*** INFORMATION SUPPLIED Section Begins ***
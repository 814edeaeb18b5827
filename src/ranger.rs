//! Ranger — RAdam with Lookahead.
//!
//! Ranger composes the RAdam inner step with Lookahead (Zhang, Hinton et
//! al.): a slow-moving copy of each parameter is pulled toward the fast
//! (trained) copy every `k` steps, and the fast copy is reset to the
//! interpolation. The periodic pull anchors the fast trajectory to a
//! trailing average.
//!
//! Differences from RAdam, preserved deliberately:
//! - the rectification comparator is strict (`n_sma > n_sma_threshold`,
//!   threshold configurable, default 5) where RAdam uses `n_sma >= 5`;
//! - below the threshold Ranger always falls back to the momentum step,
//!   never to the skip sentinel;
//! - weight decay is applied unconditionally before the branch, not inside
//!   it.

use crate::cache::{CoefficientCache, Fallback, RectifyPolicy};
use crate::error::{OptimError, OptimResult};
use crate::radam::{advance_moments, apply_weight_decay, validate_betas};
use crate::state::ParamState;

#[cfg(feature = "serde")]
use serde::{Deserialize, Serialize};

/// Ranger hyperparameters.
#[derive(Debug, Clone, Copy, PartialEq)]
#[cfg_attr(feature = "serde", derive(Serialize, Deserialize))]
pub struct RangerConfig {
    /// Learning rate. Must be strictly positive.
    pub lr: f32,

    /// Lookahead slow-update rate, in `[0, 1]`.
    pub alpha: f32,

    /// Lookahead interval in steps. Must be at least 1.
    pub k: u64,

    /// Rectification-validity threshold, compared with strict `>`.
    pub n_sma_threshold: f64,

    /// First moment decay (beta1). 0.95 tends to work better than 0.9 here.
    pub beta1: f32,

    /// Second moment decay (beta2).
    pub beta2: f32,

    /// Epsilon for numerical stability. Must be strictly positive.
    pub epsilon: f32,

    /// Weight decay coefficient.
    pub weight_decay: f32,
}

impl Default for RangerConfig {
    fn default() -> Self {
        Self {
            lr: 1e-3,
            alpha: 0.5,
            k: 6,
            n_sma_threshold: 5.0,
            beta1: 0.95,
            beta2: 0.999,
            epsilon: 1e-5,
            weight_decay: 0.0,
        }
    }
}

impl RangerConfig {
    /// Creates config with learning rate.
    pub fn with_lr(lr: f32) -> Self {
        Self {
            lr,
            ..Default::default()
        }
    }

    /// Validates the hyperparameters.
    ///
    /// # Errors
    ///
    /// Returns [`OptimError::InvalidHyperparameter`] if `alpha` is outside
    /// `[0, 1]`, `k < 1`, `lr <= 0`, `epsilon <= 0`, either beta is outside
    /// `[0, 1)`, or `weight_decay < 0`.
    pub fn validate(&self) -> OptimResult<()> {
        if !(0.0..=1.0).contains(&self.alpha) {
            return Err(OptimError::invalid_hyperparameter("alpha", self.alpha));
        }
        if self.k < 1 {
            return Err(OptimError::invalid_hyperparameter("k", self.k as f64));
        }
        if self.lr <= 0.0 {
            return Err(OptimError::invalid_hyperparameter("lr", self.lr));
        }
        if self.epsilon <= 0.0 {
            return Err(OptimError::invalid_hyperparameter("epsilon", self.epsilon));
        }
        validate_betas((self.beta1, self.beta2))?;
        if self.weight_decay < 0.0 {
            return Err(OptimError::invalid_hyperparameter(
                "weight_decay",
                self.weight_decay,
            ));
        }
        Ok(())
    }
}

/// One Ranger update for a single parameter tensor.
///
/// Runs the RAdam inner step with Ranger's policy, then, on every `k`-th
/// step of this parameter, interpolates the slow buffer toward the fast
/// value and copies the interpolation back.
#[allow(clippy::too_many_arguments)]
pub(crate) fn ranger_update(
    param: &mut [f32],
    grad: &[f32],
    state: &mut ParamState,
    cache: &mut CoefficientCache,
    lr: f32,
    betas: (f32, f32),
    eps: f32,
    weight_decay: f32,
    alpha: f32,
    k: u64,
    n_sma_threshold: f64,
) {
    let (beta1, beta2) = betas;
    advance_moments(state, grad, beta1, beta2);

    let policy = RectifyPolicy {
        threshold: n_sma_threshold,
        exclusive: true,
        fallback: Fallback::Momentum,
    };
    let (n_sma, step_size) =
        cache.coefficients(state.step, f64::from(beta1), f64::from(beta2), policy);

    // Unconditional decay, before the variance branch (unlike RAdam).
    if weight_decay != 0.0 {
        apply_weight_decay(param, weight_decay, lr);
    }

    let scale = lr * step_size as f32;
    if n_sma > n_sma_threshold {
        for ((p, m), v) in param
            .iter_mut()
            .zip(&state.exp_avg)
            .zip(&state.exp_avg_sq)
        {
            *p -= scale * m / (v.sqrt() + eps);
        }
    } else {
        for (p, m) in param.iter_mut().zip(&state.exp_avg) {
            *p -= scale * m;
        }
    }

    // Integrated Lookahead, at the parameter level.
    if state.step % k == 0 {
        if let Some(slow) = state.slow_buffer.as_mut() {
            for (s, p) in slow.iter_mut().zip(param.iter_mut()) {
                *s += alpha * (*p - *s);
                *p = *s;
            }
        }
    }
}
*** INFORMATION SUPPLIED Section Ends ***
● **WHAT THE TASK ASKS**: Using the listing above, say how many of its lines contain "slow", and give no other words.

● **EXERCISE SOLUTION**: 5